Renping Zhao1, 2, Jingnan Zhang3, Sijia Zhang1, Eva C. Schwarz1, Aránzazu del Campo3, 4, Markus Hoth1, Bin Qu1, 5, *

  1. 1 Biophysics, Center for Integrative Physiology and Molecular Medicine (CIPMM), School of Medicine, Saarland University, Homburg, Germany.
  2. 2 Institute of Translational Medicine, China Pharmaceutical University, Nanjing, China.
  3. 3 INM-Leibniz Institute for New Materials, Saarbrücken, Germany.
  4. 4 Chemistry Department, Saarland University, Saarbrücken, Germany.
  5. 5 Department of Biomedical Sciences, Institute for Health Research and Education, Osnabrück University, Osnabrück, Germany.
  6. * Corresponding author. Email: bin.qu@uni-osnabrueck.de

Editor's summary

免疫細胞は、標的とする細胞の剛性に敏感である。Zhaoらは、基質の剛性が、標的結合に対するT細胞の迅速および長期応答にどのような影響を及ぼすのかを検討した。軟らかいヒドロゲル上でのT細胞活性化、または軟化したがん細胞によるT細胞活性化では、細胞の極性化と転写因子NFAT1の核移行が阻害された。いずれの応答もCa2+流入を必要としたが、迅速極性化応答は機械感受性カチオンチャネルのPIEZO1に依存した一方、その後のNFAT1の移行はCa2+チャネルのORAI1に依存した。したがって、悪性に関連する腫瘍細胞の軟化は、剛性依存性のCa2+流入を減少させることによって、T細胞活性化を抑制している可能性がある。—Annalisa M. VanHook

要約

T細胞活性化は、細胞の極性化と遺伝子発現の変化を必要とする。標的細胞の剛性が免疫細胞の活性化に寄与し、腫瘍細胞の軟化はがんの進行に関連する。
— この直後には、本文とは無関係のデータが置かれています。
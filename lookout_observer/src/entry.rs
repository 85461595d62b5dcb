// Copyright 2025 the Lookout Authors
// SPDX-License-Identifier: Apache-2.0 OR MIT

//! Observation entries: one target's visibility state at a point in time.

use lookout_rect::ViewRect;

/// A snapshot of one observed target's visibility.
///
/// Entries serve double duty. Inside an observer's queue they are the
/// retained per-target state that change scans compare against and update in
/// place. Handed to a callback (or returned from
/// [`take_records`](crate::Observer::take_records)) they are plain values:
/// snapshots the recipient may keep, sort, or mutate without touching the
/// observer.
///
/// All fields are public and plain data; there is no hidden state.
#[derive(Clone, Debug, PartialEq)]
pub struct ObservedEntry<E> {
    /// The target's bounding rectangle in viewport coordinates, as of the
    /// most recent scan that saw this entry.
    pub bounding_client_rect: ViewRect,
    /// Overlap between the target and the root, in the computed-rect shape
    /// (`right`/`bottom` zero). [`ViewRect::EMPTY`] when not intersecting.
    ///
    /// Unlike `bounding_client_rect` and `root_bounds`, this field (and
    /// `time`) only moves when the overlap crosses between empty and
    /// non-empty; see
    /// [`Observer::handle_view_event`](crate::Observer::handle_view_event).
    pub intersection_rect: ViewRect,
    /// The root's rectangle (or the viewport rectangle for a `None` root),
    /// as of the most recent scan that saw this entry.
    pub root_bounds: ViewRect,
    /// Handle of the observed element.
    pub target: E,
    /// Host timestamp (milliseconds) of the transition this entry records.
    pub time: f64,
}

impl<E> ObservedEntry<E> {
    /// Assembles an entry from its parts.
    #[must_use]
    pub const fn new(
        bounding_client_rect: ViewRect,
        intersection_rect: ViewRect,
        root_bounds: ViewRect,
        target: E,
        time: f64,
    ) -> Self {
        Self {
            bounding_client_rect,
            intersection_rect,
            root_bounds,
            target,
            time,
        }
    }

    /// Whether the target currently overlaps the root.
    ///
    /// Derived from `intersection_rect` by the all-zero sentinel test; an
    /// entry never stores this separately.
    #[must_use]
    pub fn is_intersecting(&self) -> bool {
        !self.intersection_rect.is_empty()
    }
}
われわれは、さまざまな剛性を持つ機能化されたT細胞活性化基質と軟化された標的細胞を用いて、基質の剛性がT細胞活性化にどのような影響を及ぼすのかを検討した。より軟らかいヒドロゲル上または軟化した標的細胞との接触では、微小管形成中心(MTOC)の免疫シナプスへの再配向および転写因子NFAT1の核移行が阻害された。標的結合によって誘導される細胞内Ca2+の増加も剛性に依存し、軟らかい基質上では減弱した。剛性依存性Ca2+シグナル伝達は、迅速(MTOCの再配向)および長期(NFATの移行)応答の両方に不可欠であった。MTOCの再配向は機械感受性Ca2+透過性チャネルのPIEZO1に依存した一方、NFAT1の移行はCa2+チャネルのORAI1に依存した。以上の結果は、標的の剛性が、T細胞におけるMTOCの再配向およびNFAT1の移行に直接影響を及ぼすことを示しており、これら2つの過程は異なる細胞膜Ca2+チャネルによって制御されていることから、このような剛性によって調節される迅速応答と長期応答は分離されうることがわかる。われわれの結果は、腫瘍細胞の剛性がT細胞の機能性を調節することを意味しており、他の細胞種においても、PIEZO1とORAI1により調節される経路が、剛性に対する迅速応答と長期応答を異なって制御する可能性があることを示唆している。